— Work instructions —
For the entries below, report the number of lines containing "BlockExecutor", without any other content.

Entries taken from a collection:
- - -

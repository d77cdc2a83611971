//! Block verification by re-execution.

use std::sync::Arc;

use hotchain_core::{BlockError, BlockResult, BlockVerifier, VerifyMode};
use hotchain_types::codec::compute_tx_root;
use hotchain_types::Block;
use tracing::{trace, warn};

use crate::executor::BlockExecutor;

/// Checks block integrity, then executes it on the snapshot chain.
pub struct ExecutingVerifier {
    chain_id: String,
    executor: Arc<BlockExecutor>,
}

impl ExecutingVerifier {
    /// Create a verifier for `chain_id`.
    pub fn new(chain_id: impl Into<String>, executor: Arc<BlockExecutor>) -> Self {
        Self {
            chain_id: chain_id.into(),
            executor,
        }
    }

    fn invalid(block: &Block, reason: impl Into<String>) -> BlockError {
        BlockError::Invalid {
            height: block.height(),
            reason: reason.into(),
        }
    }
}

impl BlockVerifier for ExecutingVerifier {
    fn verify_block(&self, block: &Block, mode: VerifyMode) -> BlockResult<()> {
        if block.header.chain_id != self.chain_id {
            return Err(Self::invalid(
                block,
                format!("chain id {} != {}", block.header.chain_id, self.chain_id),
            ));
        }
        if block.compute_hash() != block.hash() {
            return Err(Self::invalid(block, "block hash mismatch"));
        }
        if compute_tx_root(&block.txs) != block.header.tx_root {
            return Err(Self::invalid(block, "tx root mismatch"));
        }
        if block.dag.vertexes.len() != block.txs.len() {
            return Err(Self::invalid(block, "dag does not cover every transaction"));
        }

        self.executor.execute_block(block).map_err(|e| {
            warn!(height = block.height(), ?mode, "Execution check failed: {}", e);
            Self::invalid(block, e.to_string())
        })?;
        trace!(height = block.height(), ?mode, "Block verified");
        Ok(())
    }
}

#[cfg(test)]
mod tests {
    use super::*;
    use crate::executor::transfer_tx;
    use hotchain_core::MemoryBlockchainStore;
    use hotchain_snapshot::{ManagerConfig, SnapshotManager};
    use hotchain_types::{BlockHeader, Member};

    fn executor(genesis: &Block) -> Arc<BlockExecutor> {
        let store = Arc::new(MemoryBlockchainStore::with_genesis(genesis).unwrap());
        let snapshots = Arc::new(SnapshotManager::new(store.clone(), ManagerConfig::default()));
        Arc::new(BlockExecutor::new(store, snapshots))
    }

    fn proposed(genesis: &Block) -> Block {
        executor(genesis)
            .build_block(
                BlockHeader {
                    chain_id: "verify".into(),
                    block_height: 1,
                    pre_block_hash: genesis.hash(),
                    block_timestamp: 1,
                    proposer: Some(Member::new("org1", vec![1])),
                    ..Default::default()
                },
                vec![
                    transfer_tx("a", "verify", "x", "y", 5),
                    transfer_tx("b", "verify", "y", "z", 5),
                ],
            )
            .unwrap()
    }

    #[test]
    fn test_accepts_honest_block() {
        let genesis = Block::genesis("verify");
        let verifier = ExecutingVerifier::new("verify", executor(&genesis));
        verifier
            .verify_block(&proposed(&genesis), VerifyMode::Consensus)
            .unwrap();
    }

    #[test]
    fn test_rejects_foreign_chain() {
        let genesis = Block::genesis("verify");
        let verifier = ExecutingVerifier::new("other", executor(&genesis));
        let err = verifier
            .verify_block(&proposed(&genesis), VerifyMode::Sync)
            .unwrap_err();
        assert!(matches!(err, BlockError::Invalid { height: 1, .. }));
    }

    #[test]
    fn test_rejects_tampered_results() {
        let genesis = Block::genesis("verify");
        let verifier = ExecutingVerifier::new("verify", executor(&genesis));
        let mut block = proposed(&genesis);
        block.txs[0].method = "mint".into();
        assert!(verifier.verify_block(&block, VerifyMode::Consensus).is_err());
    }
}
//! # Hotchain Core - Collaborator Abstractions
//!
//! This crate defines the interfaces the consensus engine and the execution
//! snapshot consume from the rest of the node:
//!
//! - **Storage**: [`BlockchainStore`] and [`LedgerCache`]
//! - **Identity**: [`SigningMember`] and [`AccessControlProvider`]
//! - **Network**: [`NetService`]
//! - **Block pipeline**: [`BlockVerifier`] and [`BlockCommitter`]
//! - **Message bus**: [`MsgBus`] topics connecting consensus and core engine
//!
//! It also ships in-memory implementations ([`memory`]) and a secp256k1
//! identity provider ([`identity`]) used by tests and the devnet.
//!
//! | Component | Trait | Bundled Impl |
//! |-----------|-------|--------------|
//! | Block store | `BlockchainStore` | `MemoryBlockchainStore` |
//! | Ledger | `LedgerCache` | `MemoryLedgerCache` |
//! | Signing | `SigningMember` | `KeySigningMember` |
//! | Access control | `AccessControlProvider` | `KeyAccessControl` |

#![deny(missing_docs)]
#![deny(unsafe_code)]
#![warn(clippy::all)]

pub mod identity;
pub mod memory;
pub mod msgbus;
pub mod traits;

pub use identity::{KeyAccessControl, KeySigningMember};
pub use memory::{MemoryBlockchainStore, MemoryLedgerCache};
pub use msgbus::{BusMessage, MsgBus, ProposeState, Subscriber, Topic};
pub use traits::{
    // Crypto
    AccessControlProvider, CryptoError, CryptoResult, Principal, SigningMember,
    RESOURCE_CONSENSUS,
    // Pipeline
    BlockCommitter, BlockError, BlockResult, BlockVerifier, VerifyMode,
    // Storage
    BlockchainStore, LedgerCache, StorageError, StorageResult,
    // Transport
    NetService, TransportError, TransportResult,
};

- - -

— Response for this exercise —
5